The pseudo-Tibetan death workers sat unmoved in their cabin, which was sandwiched in between the grandstands. Once their task had been to perform sky burials in the Himalayas. For lack of wood to cremate the dead bodies and a limited supply of soil for interments, they traditionally chopped the corpses and fed the vultures with the body parts. The practice was now obsolete in Lhasa, and the subtle craft had found its way into new fields of application. The tanners and ball makers sat in the cabin next to the death workers.

The match continued with new attacks from America II, which now not only dominated the midfield but also saw to it that Olav did not leave the Europe III players' half of the ground. Well spun, Olav was alternately boomerang-kicked in a lively manner and sometimes hit crosswise in mid-air, according to new techniques that had been developed in recent decades.

Double corners alternated with treble corners, slanted throw-ins altered with throw-ups, when one or two players or so were forced to throw up from exhaustion. It always drove the spectators into ecstasy, which in turn manifested itself in minutes-long violence on the bleachers, a development of the Sunday School-like Wave, the wavelike movement that according to the history books existed as early as in the 20th century.

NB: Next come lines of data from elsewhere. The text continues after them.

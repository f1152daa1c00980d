mod app;
mod cli;
mod config;

use clap::Parser;
use tracing::{debug, info};

use pvx_observe::init_logger;

use crate::{app::App, cli::Cli, config::AgentConfig};

#[tokio::main(flavor = "multi_thread")]
async fn main() -> anyhow::Result<()> {
    let cli = Cli::parse();

    // 1) config + logger
    let cfg = AgentConfig::load(cli.config.as_deref())?;
    init_logger(&cfg.logger)?;
    info!(command = ?cli.command, "pvx-agentd starting");
    debug!(?cfg, "configuration resolved");

    // 2) runtime, lease store, metrics
    let app = App::build(cfg).await?;

    // 3) command
    let result = app.run(cli.command).await;

    if cli.metrics {
        print!("{}", app.metrics_text()?);
    }
    result
}
use thiserror::Error;

/// Failures reported by a [`crate::RuntimeGateway`].
#[derive(Debug, Clone, PartialEq, Eq, Error)]
pub enum GatewayError {
    #[error("container runtime unavailable: {0}")]
    RuntimeUnavailable(String),

    #[error("failed to create container: {0}")]
    CreateFailed(String),

    #[error("failed to remove container {id}: {reason}")]
    RemoveFailed { id: String, reason: String },

    #[error("failed to pull image {image}: {reason}")]
    PullFailed { image: String, reason: String },

    #[error("failed to stream logs of container {id}: {reason}")]
    LogsFailed { id: String, reason: String },

    #[error("failed to stat {path} in container {id}: {reason}")]
    StatFailed {
        id: String,
        path: String,
        reason: String,
    },
}

impl GatewayError {
    /// Operation name used as a low-cardinality metrics label.
    pub const fn operation(&self) -> &'static str {
        match self {
            GatewayError::RuntimeUnavailable(_) => "connect",
            GatewayError::CreateFailed(_) => "create",
            GatewayError::RemoveFailed { .. } => "remove",
            GatewayError::PullFailed { .. } => "pull",
            GatewayError::LogsFailed { .. } => "logs",
            GatewayError::StatFailed { .. } => "stat",
        }
    }
}
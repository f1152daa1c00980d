use std::{fmt, str::FromStr};

use serde::{Deserialize, Serialize};

use crate::error::{ModelError, ModelResult};

/// Role of a running container, derived from its `TaskOwner` label.
#[derive(Clone, Copy, Debug, PartialEq, Eq, Hash, Serialize, Deserialize)]
#[serde(rename_all = "lowercase")]
pub enum Role {
    /// Ephemeral scrape worker owned by a request.
    Worker,
    /// Long-lived VPN egress container shared through leases.
    Proxy,
}

impl Role {
    pub const fn as_str(&self) -> &'static str {
        match self {
            Role::Worker => "worker",
            Role::Proxy => "proxy",
        }
    }
}

impl FromStr for Role {
    type Err = ModelError;
    fn from_str(s: &str) -> ModelResult<Self> {
        match s.trim().to_ascii_lowercase().as_str() {
            "worker" | "scraper" => Ok(Role::Worker),
            "proxy" => Ok(Role::Proxy),
            _ => Err(ModelError::InvalidRole(s.to_string())),
        }
    }
}

impl fmt::Display for Role {
    fn fmt(&self, f: &mut fmt::Formatter<'_>) -> fmt::Result {
        f.write_str(self.as_str())
    }
}
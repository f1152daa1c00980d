mod provision;
pub use provision::{ProvisionOutcome, ProvisionRequest, Provisioned, Rejection};
use thiserror::Error;

use pvx_model::ModelError;

use crate::{gateway::GatewayError, store::StoreError};

#[derive(Debug, Error)]
pub enum CoreError {
    #[error(transparent)]
    Gateway(#[from] GatewayError),

    #[error(transparent)]
    Store(#[from] StoreError),

    #[error(transparent)]
    Model(#[from] ModelError),

    #[error("proxy container {container} is not attached to network '{network}'")]
    MissingNetwork { container: String, network: String },

    #[error("proxy container {container} has no '{label}' label")]
    MissingLabel {
        container: String,
        label: &'static str,
    },

    #[error("supervisor error: {0}")]
    Supervisor(String),

    #[error("provisioning canceled before it started")]
    Canceled,
}
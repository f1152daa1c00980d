use std::fmt;

use serde::{Deserialize, Serialize};
use uuid::Uuid;

use crate::{ContainerId, ProxyLease, TargetType};

/// Request to launch one worker container for one scrape target.
#[derive(Clone, Debug, PartialEq, Eq, Serialize, Deserialize)]
#[serde(rename_all = "camelCase")]
pub struct ProvisionRequest {
    /// Identifier generated by the caller; becomes the worker's owner label.
    pub request_id: Uuid,
    pub target: TargetType,
    pub target_url: String,
    pub target_name: String,
}

impl ProvisionRequest {
    pub fn new(
        request_id: Uuid,
        target: TargetType,
        target_url: impl Into<String>,
        target_name: impl Into<String>,
    ) -> Self {
        Self {
            request_id,
            target,
            target_url: target_url.into(),
            target_name: target_name.into(),
        }
    }

    /// Owner identifier written to the worker's `TaskOwner` label.
    pub fn owner(&self) -> String {
        self.request_id.to_string()
    }
}

/// Terminal state of a provisioning request that did not fail.
#[derive(Clone, Debug, PartialEq, Eq, Serialize, Deserialize)]
#[serde(rename_all = "camelCase", tag = "state")]
pub enum ProvisionOutcome {
    /// Worker container created; the lease stays held until released out of band.
    Provisioned(Provisioned),
    /// Request was turned away before any container was created.
    Rejected(Rejection),
}

impl ProvisionOutcome {
    pub fn is_provisioned(&self) -> bool {
        matches!(self, ProvisionOutcome::Provisioned(_))
    }
}

#[derive(Clone, Debug, PartialEq, Eq, Serialize, Deserialize)]
#[serde(rename_all = "camelCase")]
pub struct Provisioned {
    pub container_id: ContainerId,
    pub lease: ProxyLease,
}

/// Expected, user-visible reasons for turning a request away.
#[derive(Clone, Copy, Debug, PartialEq, Eq, Serialize, Deserialize)]
#[serde(rename_all = "camelCase", tag = "reason")]
pub enum Rejection {
    /// The admission ceiling is reached.
    Busy { running: usize, ceiling: usize },
    /// Every proxy is currently leased.
    NoProxy,
    /// The request is missing its target URL or name.
    InvalidRequest,
}

impl Rejection {
    /// Short stable name used in logs and metrics.
    pub const fn as_label(&self) -> &'static str {
        match self {
            Rejection::Busy { .. } => "busy",
            Rejection::NoProxy => "no_proxy",
            Rejection::InvalidRequest => "invalid_request",
        }
    }
}

impl fmt::Display for Rejection {
    fn fmt(&self, f: &mut fmt::Formatter<'_>) -> fmt::Result {
        match self {
            Rejection::Busy { running, ceiling } => {
                write!(f, "busy: {running} of {ceiling} workers running")
            }
            Rejection::NoProxy => f.write_str("no proxy available"),
            Rejection::InvalidRequest => f.write_str("invalid request"),
        }
    }
}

It was not until the third half — the incorrect designation “half” was left like an atavistic appendage even when the matches on the urgent command of the sponsors were divided into quarters — that what everyone had been waiting for finally happened. America II player Pinka Paudejson, a red and bloated defender and a big star on the ground, was exposed to a nasty attack from behind. The Europe III player Doris van Doping, the most popular of European transvestites on the right wing, grabbed hold of Pinka's scrotum from behind and threw him up into the air, so that he fell down on the field and cracked his head on the asphalt field.

The referee immediately rushed out and raised the lilac card at the outwitted Pinka. While the slogan “Skin Pinka alive!” echoed, the Tibetans plunged forward onto the field carrying a stretcher on which they had spread out all their knives and tools. Without wasting a minute, they started immediately skinning the man who had so easily been duped.

In order to grasp the death struggle, the cameras zoomed in and caught the facial expression of the dying man. The chairman of the board of directors for the suntan lotion Sudden Death grinned pari passu when the sale of his highly dangerous product began to climb and the shares reached an all-time high.

Tremendous shouts of joy broke out and five minutes of violence ensued on the bleachers with altogether 17 dead and 98 wounded, when the boys from Tibet (well, maybe their ancestors were from Tibet) skinned Pinka.

Then they chopped Pinka into neat pieces, which they threw to the vultures. The birds had been released from their cages, an old tradition from the primitive time when white doves of peace were released in connection with world championships and Olympic Games.

When the choppers had done their job, the skinners took care of the skin. The match was resumed while the commentators speculated about what added time the referee would permit after this intermission in the game.

America II scored the only goal of the match in the fourth half, but all commentators afterwards agreed that the highlight of the match was Pinka's lilac card with the ensuing interruption. When the referee blew the final whistle, he had added five minutes. After a short pause the field was set for the next match, the one between Asia IV and Europe I.

One thing has not changed in the course of time. The ball is still round. And for the soccer match between Asia IV and Europe I, Pinka Paudejsson was again ready for a match. You see, the ability of the tanners and the football makers to handle players that have been exposed to a lilac card has improved considerably in recent years.